The Board sees the recent high in inflation as transitory, and believes its policy stance is consistent with the convergence of inflation to its target.

Talk of the Day


Banco de Mexico (Banxico) board members voted unanimously to leave the policy rate unchanged at 8.25%, in line with our expectations and market analysts. The Board recognizes the recent acceleration in inflation as transitory (associated to a price rise of tourism services and airfares due to Easter holidays), and believes the current policy stance is consistent with the convergence of inflation to its target within the time-frame in which monetary policy operates.

The balance of risks for inflation continues to be tilted to the upside. Although there has been an intensification of certain downside risk factors, like the greater economic slack or lower price increases in some non-core items, there are other factors that could deviate inflation from Banxico’s foreseen path. The Board is still worried about persistence in core inflation, in addition of internal and external factors pressuring the exchange rate (and in turn inflation), the effect of the minimum wage hike in overall wage revisions (if they exceed productivity gains, which they acknowledged that in some sectors have exceeded productivity gains and could give rise to cost pressures), a deterioration of public finances and a new risk was included: that the greater slack in the economy doesn’t translate into lesser inflation pressures. For economic activity, the balance of risk is tilted to the downside and has become more uncertain. The economy weakness observed since the 4Q18 has intensified in the 1Q19 due to external and domestic factors (some of which are transitory).

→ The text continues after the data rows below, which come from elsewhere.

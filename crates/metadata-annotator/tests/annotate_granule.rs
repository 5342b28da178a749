//! End-to-end annotation of JSON granule snapshots.

use std::collections::BTreeMap;

use chrono::{DateTime, Utc};
use metadata_annotator::{
    annotate_granule, AnnotatorError, GranuleOutcome, RuleConfig, PROGRAM, VERSION,
};
use netcdf_tree::{AttributeStore, AttributeValue, DataType, JsonEngine, Tree, TreeEngine};
use test_utils::time::{REFERENCE_HISTORY_TIMESTAMP, REFERENCE_TIME};
use test_utils::{
    assert_approx_eq, index_reference_granule, rules, sample_granule, spl3ftp_granule,
    write_json_granule, SPL3FTP_GROUP, SPL3FTP_HISTORY,
};

fn reference_time() -> DateTime<Utc> {
    REFERENCE_TIME.parse().unwrap()
}

fn history_line() -> String {
    format!("{} {} {}", REFERENCE_HISTORY_TIMESTAMP, PROGRAM, VERSION)
}

fn text(value: &str) -> AttributeValue {
    AttributeValue::from(value)
}

fn attributes(tree: &Tree, node_path: &str) -> BTreeMap<String, AttributeValue> {
    tree.node(node_path).unwrap().attributes().clone()
}

fn expected(entries: &[(&str, AttributeValue)]) -> BTreeMap<String, AttributeValue> {
    entries
        .iter()
        .map(|(name, value)| (name.to_string(), value.clone()))
        .collect()
}

/// Annotate a tree through files and load the output back.
fn annotate(tree: &Tree, rules_json: &str, short_name: &str) -> Tree {
    let dir = tempfile::tempdir().unwrap();
    let input = write_json_granule(dir.path(), "input.json", tree);
    let output = dir.path().join("output.json");
    let config = RuleConfig::from_json(rules_json).unwrap();

    let outcome =
        annotate_granule(&JsonEngine, &input, &output, &config, short_name, reference_time())
            .unwrap();
    assert_eq!(outcome, GranuleOutcome::Annotated);

    JsonEngine.load(&output).unwrap()
}

#[test]
fn test_attribute_overrides() {
    let output = annotate(&sample_granule(), rules::TEST01, "TEST01");

    assert_eq!(
        attributes(&output, "/"),
        expected(&[
            ("short_name", text("TEST01")),
            ("update", text("corrected root group value")),
            ("addition", text("new root group value")),
            ("history", text(&history_line())),
        ])
    );

    assert_eq!(
        attributes(&output, "/variable_one"),
        expected(&[
            ("coordinates", text("time latitude longitude")),
            ("grid_mapping", text("/EASE2_global_projection")),
            ("units", text("seconds since 2000-00-00T12:34:56")),
        ])
    );

    assert_eq!(
        attributes(&output, "/variable_three"),
        attributes(&sample_granule(), "/variable_three")
    );

    assert_eq!(
        attributes(&output, "/sub_group"),
        expected(&[
            ("update", text("corrected subgroup value")),
            ("nested_addition", text("new subgroup value")),
        ])
    );

    assert_eq!(
        attributes(&output, "/sub_group/variable_two"),
        expected(&[("coordinates", text("time latitude longitude"))])
    );
}

#[test]
fn test_referenced_grid_mapping_is_created() {
    let output = annotate(&sample_granule(), rules::TEST01, "TEST01");

    assert_eq!(
        attributes(&output, "/EASE2_global_projection"),
        expected(&[
            ("grid_mapping_name", text("lambert_azimuthal_equal_area")),
            ("false_easting", AttributeValue::Float(0.0)),
            ("false_northing", AttributeValue::Float(0.0)),
            ("latitude_of_projection_origin", AttributeValue::Float(90.0)),
            ("longitude_of_projection_origin", AttributeValue::Float(0.0)),
        ])
    );

    let variables: Vec<&str> = output.variable_paths().collect();
    assert_eq!(
        variables,
        vec![
            "/EASE2_global_projection",
            "/sub_group/variable_two",
            "/variable_one",
            "/variable_three",
        ]
    );
    assert_eq!(output.group_paths().collect::<Vec<_>>(), vec!["/", "/sub_group"]);
}

#[test]
fn test_collection_without_rules_is_copied_byte_for_byte() {
    let dir = tempfile::tempdir().unwrap();
    let input = write_json_granule(dir.path(), "input.json", &sample_granule());
    let output = dir.path().join("output.json");
    let config = RuleConfig::from_json(rules::TEST01).unwrap();

    for short_name in ["OTHER_SHORT_NAME", "NOT_CONFIGURED"] {
        let outcome =
            annotate_granule(&JsonEngine, &input, &output, &config, short_name, reference_time())
                .unwrap();
        assert_eq!(outcome, GranuleOutcome::Copied);
        assert_eq!(std::fs::read(&input).unwrap(), std::fs::read(&output).unwrap());
    }
}

#[test]
fn test_history_subset_dimension_scales() {
    let output = annotate(&spl3ftp_granule(), rules::SPL3FTP, "SPL3FTP");
    let x_path = format!("{}/x", SPL3FTP_GROUP);
    let y_path = format!("{}/y", SPL3FTP_GROUP);

    let x = output.variable(&x_path).unwrap();
    assert_eq!(x.dimensions, vec!["x"]);
    assert_eq!(x.dtype, DataType::Float64);
    assert_eq!(x.values.len(), 52);
    assert_approx_eq!(x.values[0], -17367530.44516138 + 227.5 * 36032.220840583, 1e-6);
    assert_approx_eq!(x.values[51], -17367530.44516138 + 278.5 * 36032.220840583, 1e-6);

    let y = output.variable(&y_path).unwrap();
    assert_eq!(y.values.len(), 29);
    assert_approx_eq!(y.values[0], 7314540.79258289 - 16.5 * 36032.220840583, 1e-6);
    assert_approx_eq!(y.values[28], 7314540.79258289 - 44.5 * 36032.220840583, 1e-6);

    // Temporary attributes stay out of the output.
    let x_attributes = attributes(&output, &x_path);
    assert_eq!(
        x_attributes,
        expected(&[
            ("standard_name", text("projection_x_coordinate")),
            ("units", text("m")),
        ])
    );
    assert!(!output
        .node("/EASE2_global_projection")
        .unwrap()
        .has_attribute("_*geotransform"));

    let surface_flag = output
        .variable(&format!("{}/surface_flag", SPL3FTP_GROUP))
        .unwrap();
    assert_eq!(surface_flag.dimensions, vec!["am_pm", "y", "x"]);

    let history = output.root().attribute("history").unwrap().as_str().unwrap();
    assert_eq!(history, format!("{}\n{}", SPL3FTP_HISTORY, history_line()));
}

#[test]
fn test_history_start_index_overflow_is_an_error() {
    let mut tree = spl3ftp_granule();
    let history = SPL3FTP_HISTORY.replace("227", &usize::MAX.to_string());
    tree.root_mut()
        .set_attribute("history", AttributeValue::from(history.as_str()));

    let dir = tempfile::tempdir().unwrap();
    let input = write_json_granule(dir.path(), "input.json", &tree);
    let output = dir.path().join("output.json");
    let config = RuleConfig::from_json(rules::SPL3FTP).unwrap();

    let result =
        annotate_granule(&JsonEngine, &input, &output, &config, "SPL3FTP", reference_time());

    let x_path = format!("{}/x", SPL3FTP_GROUP);
    assert!(matches!(
        result,
        Err(AnnotatorError::InvalidDimensionAttribute { ref path, ref value, .. })
            if *path == x_path && *value == usize::MAX.to_string()
    ));
    assert!(!output.exists());
}

#[test]
fn test_index_reference_dimension_scales() {
    let output = annotate(&index_reference_granule(), rules::INDEX_REFERENCE, "INDEX_REF");

    let x = output.variable("/x").unwrap();
    assert_eq!(x.values, vec![-8802000.0, -8766000.0, -8730000.0]);

    let y = output.variable("/y").unwrap();
    assert_eq!(y.values, vec![8406000.0, 8370000.0, 8334000.0]);

    assert_eq!(
        attributes(&output, "/crs"),
        expected(&[("grid_mapping_name", text("lambert_azimuthal_equal_area"))])
    );
}

#[test]
fn test_failed_annotation_writes_nothing() {
    let dir = tempfile::tempdir().unwrap();
    let input = write_json_granule(dir.path(), "input.json", &spl3ftp_granule());
    let output = dir.path().join("output.json");
    let config = RuleConfig::from_json(
        r#"{"SPL3FTP": [{
            "pattern": "/Freeze_Thaw_Retrieval_Data_Global/surface_flag",
            "attributes": {"dimensions": "y x"}
        }]}"#,
    )
    .unwrap();

    let result =
        annotate_granule(&JsonEngine, &input, &output, &config, "SPL3FTP", reference_time());

    assert!(matches!(
        result,
        Err(AnnotatorError::InvalidDimensionsConfiguration {
            rank: 3,
            configured: 2,
            ..
        })
    ));
    assert!(!output.exists());
    assert_eq!(std::fs::read_dir(dir.path()).unwrap().count(), 1);
}

#[test]
fn test_spatial_dimension_without_start_index_configuration() {
    let config = r#"{"INDEX_REF": [
        {"pattern": "/x", "attributes": {"standard_name": "projection_x_coordinate"}}
    ]}"#;
    let dir = tempfile::tempdir().unwrap();
    let input = write_json_granule(dir.path(), "input.json", &index_reference_granule());
    let output = dir.path().join("output.json");

    let result = annotate_granule(
        &JsonEngine,
        &input,
        &output,
        &RuleConfig::from_json(config).unwrap(),
        "INDEX_REF",
        reference_time(),
    );

    assert!(matches!(
        result,
        Err(AnnotatorError::MissingStartIndexConfiguration(ref p)) if p == "/x"
    ));
    assert!(!output.exists());
}

#[test]
fn test_invalid_rule_pattern_is_fatal() {
    let dir = tempfile::tempdir().unwrap();
    let input = write_json_granule(dir.path(), "input.json", &sample_granule());
    let output = dir.path().join("output.json");
    let config = RuleConfig::from_json(r#"{"TEST01": [{"pattern": "/(unclosed", "attributes": {}}]}"#)
        .unwrap();

    let result = annotate_granule(&JsonEngine, &input, &output, &config, "TEST01", reference_time());
    assert!(matches!(result, Err(AnnotatorError::InvalidRulePattern { .. })));
    assert!(!output.exists());
}
//! In-memory group/variable tree for hierarchical scientific data files.
//!
//! This crate models a NetCDF-4/HDF5 file as a flat table of nodes keyed by
//! absolute path (`/`, `/group`, `/group/variable`). Groups declare
//! dimensions; variables reference them by name and hold their values as
//! `f64` alongside a [`DataType`]. Every node carries an attribute table
//! accessed through the [`AttributeStore`] trait.
//!
//! # Engines
//!
//! A [`TreeEngine`] loads a file into a [`Tree`] and writes a tree out as a
//! new file. [`JsonEngine`] handles JSON snapshots and is always available.
//! The native NetCDF engine needs the `netcdf` feature and the system
//! libraries `libhdf5-dev` and `libnetcdf-dev`.

pub mod engine;
pub mod error;
#[cfg(feature = "netcdf")]
pub mod native;
pub mod path;
pub mod tree;
pub mod types;
pub mod value;

pub use engine::{engine_for_path, write_atomically, JsonEngine, TreeEngine};
pub use error::{TreeError, TreeResult};
#[cfg(feature = "netcdf")]
pub use native::{silence_hdf5_errors, NetCdfEngine};
pub use tree::{GroupData, Node, NodeKind, Tree, VariableData};
pub use types::DataType;
pub use value::{AttributeStore, AttributeValue};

We expect Banxico to deliver two 25-bp rate cuts in the last quarter of 2019. Rate cuts in the short term are not expected, given that Banxico’s inflation balance of risks continues to be tilted to the upside (although they recognized downside risks to inflation have intensified). Looking forward, we believe that in a scenario with inflation falling within the central bank’s target range, below-potential growth, and a looser monetary-policy stance by the Fed, the central bank will have room to start a gradual normalization cycle, as long as uncertainty abates and risks for inflation fall.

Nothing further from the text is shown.